Task to complete - Check every line of the entries below for the word "SdDelta", and copy the ones that have it.

(Dataset items)
++++
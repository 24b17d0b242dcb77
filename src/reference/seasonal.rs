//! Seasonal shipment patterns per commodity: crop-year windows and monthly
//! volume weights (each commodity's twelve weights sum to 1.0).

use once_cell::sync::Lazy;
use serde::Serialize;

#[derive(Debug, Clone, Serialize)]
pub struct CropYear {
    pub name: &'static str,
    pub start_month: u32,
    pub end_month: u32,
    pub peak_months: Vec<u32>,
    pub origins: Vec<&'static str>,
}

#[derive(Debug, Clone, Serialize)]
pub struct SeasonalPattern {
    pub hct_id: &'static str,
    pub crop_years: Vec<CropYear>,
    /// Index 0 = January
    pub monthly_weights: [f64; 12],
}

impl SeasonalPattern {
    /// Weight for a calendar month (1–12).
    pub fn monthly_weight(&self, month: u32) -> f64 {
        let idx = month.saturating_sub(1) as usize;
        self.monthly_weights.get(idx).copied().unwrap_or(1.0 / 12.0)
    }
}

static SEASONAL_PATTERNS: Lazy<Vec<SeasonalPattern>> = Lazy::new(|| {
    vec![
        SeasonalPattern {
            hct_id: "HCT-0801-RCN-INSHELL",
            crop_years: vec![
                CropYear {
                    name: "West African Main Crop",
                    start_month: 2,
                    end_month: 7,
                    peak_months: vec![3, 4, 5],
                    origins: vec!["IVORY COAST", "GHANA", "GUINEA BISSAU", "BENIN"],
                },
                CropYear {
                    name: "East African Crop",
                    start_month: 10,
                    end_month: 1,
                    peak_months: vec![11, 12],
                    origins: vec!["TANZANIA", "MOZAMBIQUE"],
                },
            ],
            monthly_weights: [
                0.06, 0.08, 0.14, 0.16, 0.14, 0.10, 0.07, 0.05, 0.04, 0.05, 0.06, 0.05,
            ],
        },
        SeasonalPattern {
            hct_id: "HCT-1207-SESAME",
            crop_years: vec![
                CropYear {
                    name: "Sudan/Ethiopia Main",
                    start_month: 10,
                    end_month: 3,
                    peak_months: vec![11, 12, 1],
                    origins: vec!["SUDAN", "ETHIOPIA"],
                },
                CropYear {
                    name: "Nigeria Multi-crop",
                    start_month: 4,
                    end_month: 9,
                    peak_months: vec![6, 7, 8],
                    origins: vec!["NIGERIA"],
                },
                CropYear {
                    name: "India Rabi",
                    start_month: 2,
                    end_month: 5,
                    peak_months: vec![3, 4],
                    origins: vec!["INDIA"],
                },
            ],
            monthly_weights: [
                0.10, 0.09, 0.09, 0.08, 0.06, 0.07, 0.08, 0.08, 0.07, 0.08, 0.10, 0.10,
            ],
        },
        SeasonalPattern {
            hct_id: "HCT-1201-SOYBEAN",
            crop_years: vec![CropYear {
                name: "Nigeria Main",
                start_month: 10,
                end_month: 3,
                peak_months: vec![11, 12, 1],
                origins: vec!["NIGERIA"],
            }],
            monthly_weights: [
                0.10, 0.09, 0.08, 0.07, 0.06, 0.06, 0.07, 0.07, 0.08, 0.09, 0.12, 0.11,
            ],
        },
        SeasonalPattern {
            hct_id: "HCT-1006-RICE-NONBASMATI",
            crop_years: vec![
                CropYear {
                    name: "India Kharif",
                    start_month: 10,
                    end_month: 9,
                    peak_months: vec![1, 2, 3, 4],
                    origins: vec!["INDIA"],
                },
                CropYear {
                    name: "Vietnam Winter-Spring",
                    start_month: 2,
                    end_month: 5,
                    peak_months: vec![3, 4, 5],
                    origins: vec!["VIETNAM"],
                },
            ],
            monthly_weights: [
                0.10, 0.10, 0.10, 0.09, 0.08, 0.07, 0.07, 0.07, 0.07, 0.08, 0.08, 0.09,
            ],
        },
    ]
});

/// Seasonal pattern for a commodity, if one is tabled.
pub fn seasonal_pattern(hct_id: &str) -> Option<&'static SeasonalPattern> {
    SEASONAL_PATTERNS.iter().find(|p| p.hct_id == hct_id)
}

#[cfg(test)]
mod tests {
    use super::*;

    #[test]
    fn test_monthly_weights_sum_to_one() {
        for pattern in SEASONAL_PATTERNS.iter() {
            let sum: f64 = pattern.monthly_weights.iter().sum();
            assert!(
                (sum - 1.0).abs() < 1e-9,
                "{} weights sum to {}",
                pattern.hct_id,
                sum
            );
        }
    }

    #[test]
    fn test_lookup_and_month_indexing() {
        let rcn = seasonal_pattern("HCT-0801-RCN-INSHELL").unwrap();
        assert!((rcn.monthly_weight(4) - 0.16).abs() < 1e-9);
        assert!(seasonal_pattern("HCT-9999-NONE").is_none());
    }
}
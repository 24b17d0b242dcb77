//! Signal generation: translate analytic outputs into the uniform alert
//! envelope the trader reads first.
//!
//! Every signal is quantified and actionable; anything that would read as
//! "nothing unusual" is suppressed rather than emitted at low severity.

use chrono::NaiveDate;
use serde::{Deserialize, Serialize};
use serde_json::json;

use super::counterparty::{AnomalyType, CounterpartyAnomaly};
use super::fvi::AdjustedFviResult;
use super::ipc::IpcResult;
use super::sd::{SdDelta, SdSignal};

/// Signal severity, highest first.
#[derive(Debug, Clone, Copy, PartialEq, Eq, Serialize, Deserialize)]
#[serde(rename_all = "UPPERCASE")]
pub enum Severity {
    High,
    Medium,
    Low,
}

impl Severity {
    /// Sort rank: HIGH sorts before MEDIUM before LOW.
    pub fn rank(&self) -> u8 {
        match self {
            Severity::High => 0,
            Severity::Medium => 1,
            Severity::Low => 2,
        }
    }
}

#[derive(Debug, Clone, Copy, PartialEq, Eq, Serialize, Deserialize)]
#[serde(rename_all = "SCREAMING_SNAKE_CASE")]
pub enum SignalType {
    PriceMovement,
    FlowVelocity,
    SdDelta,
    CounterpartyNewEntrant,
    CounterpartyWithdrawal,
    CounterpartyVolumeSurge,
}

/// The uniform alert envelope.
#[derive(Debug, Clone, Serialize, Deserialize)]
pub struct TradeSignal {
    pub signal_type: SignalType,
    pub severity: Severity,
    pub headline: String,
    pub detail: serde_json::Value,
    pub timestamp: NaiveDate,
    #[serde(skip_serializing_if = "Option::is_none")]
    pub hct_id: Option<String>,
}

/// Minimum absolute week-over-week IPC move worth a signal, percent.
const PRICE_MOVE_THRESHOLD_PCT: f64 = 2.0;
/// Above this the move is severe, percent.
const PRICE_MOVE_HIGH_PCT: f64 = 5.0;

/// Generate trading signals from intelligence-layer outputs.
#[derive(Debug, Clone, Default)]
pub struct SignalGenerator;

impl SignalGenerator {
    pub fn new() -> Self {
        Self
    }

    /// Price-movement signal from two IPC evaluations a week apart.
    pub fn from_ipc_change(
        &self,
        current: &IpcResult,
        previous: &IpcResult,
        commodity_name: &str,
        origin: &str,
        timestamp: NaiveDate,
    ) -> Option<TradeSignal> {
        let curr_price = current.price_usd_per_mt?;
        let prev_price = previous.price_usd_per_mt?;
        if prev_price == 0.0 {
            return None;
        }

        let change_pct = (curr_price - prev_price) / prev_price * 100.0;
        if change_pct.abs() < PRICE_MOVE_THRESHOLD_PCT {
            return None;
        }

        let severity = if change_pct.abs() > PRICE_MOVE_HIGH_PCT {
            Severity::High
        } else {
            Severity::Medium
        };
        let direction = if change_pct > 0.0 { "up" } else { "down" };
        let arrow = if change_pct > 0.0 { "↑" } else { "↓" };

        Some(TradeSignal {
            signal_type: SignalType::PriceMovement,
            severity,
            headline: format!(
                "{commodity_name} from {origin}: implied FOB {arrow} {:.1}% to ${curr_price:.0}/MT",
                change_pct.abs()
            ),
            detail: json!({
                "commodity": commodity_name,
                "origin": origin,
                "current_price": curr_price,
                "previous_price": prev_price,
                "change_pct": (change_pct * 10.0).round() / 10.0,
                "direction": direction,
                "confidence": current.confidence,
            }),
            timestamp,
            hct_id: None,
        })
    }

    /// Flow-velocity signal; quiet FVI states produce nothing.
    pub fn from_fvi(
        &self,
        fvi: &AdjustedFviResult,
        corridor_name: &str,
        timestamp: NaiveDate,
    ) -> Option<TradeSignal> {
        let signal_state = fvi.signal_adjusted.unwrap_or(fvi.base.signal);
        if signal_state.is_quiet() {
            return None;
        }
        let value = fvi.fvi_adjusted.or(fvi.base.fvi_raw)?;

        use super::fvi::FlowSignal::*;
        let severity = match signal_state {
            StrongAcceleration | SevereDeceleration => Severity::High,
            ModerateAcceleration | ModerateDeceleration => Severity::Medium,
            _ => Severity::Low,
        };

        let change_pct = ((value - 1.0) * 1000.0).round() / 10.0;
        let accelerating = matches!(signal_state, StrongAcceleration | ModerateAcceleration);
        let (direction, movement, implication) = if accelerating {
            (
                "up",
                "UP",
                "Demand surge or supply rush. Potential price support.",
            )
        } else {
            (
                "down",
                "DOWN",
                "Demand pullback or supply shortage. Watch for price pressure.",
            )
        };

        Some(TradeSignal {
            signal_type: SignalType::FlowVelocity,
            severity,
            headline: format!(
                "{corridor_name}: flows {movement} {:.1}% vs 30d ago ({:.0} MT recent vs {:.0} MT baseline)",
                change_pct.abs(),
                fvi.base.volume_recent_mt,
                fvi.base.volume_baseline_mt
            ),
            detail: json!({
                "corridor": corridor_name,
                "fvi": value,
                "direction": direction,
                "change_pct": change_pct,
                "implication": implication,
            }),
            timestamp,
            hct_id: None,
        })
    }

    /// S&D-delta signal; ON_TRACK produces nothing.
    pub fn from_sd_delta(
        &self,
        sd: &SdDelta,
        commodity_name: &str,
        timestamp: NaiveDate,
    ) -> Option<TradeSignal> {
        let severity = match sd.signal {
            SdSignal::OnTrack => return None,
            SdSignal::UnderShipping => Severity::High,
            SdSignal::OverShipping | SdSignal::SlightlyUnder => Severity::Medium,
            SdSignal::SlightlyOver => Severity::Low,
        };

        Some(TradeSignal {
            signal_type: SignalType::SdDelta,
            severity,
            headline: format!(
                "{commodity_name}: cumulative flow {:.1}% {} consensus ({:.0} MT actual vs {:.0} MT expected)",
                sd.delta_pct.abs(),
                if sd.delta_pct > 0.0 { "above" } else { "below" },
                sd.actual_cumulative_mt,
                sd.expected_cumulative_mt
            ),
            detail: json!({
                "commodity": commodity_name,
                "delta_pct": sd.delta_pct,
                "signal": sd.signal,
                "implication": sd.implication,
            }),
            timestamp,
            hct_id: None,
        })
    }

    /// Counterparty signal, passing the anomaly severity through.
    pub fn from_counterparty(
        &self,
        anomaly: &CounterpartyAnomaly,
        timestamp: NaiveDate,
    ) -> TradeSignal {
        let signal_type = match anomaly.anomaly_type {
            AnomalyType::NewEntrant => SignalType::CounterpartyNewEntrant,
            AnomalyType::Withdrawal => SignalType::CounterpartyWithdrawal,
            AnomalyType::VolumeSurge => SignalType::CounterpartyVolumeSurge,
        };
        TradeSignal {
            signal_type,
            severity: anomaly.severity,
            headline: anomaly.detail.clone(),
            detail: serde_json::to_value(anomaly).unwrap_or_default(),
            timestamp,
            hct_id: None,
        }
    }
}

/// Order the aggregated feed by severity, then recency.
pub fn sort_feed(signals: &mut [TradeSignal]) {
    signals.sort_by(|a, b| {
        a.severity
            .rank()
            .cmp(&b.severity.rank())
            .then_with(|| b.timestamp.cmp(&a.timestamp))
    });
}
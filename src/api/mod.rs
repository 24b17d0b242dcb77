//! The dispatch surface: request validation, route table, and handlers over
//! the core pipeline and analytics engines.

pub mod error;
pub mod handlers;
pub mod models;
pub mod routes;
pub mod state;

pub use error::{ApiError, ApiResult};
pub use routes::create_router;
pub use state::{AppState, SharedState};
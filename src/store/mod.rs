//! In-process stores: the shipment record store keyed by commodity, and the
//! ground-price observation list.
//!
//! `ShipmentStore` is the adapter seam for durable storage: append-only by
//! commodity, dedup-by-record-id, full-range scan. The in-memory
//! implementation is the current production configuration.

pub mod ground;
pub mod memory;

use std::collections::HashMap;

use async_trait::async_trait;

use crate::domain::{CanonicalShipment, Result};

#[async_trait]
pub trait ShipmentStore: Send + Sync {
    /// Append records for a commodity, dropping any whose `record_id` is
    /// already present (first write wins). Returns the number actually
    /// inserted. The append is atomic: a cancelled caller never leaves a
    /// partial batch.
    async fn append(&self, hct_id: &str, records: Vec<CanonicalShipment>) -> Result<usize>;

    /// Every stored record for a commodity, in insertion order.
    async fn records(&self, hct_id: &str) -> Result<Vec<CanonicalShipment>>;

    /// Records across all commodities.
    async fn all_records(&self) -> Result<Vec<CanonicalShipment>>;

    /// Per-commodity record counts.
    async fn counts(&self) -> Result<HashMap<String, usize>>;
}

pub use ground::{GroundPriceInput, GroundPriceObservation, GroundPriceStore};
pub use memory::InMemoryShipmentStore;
++++
Answer space -
use super::sd::{SdDelta, SdSignal};
    SdDelta,
        sd: &SdDelta,
            signal_type: SignalType::SdDelta,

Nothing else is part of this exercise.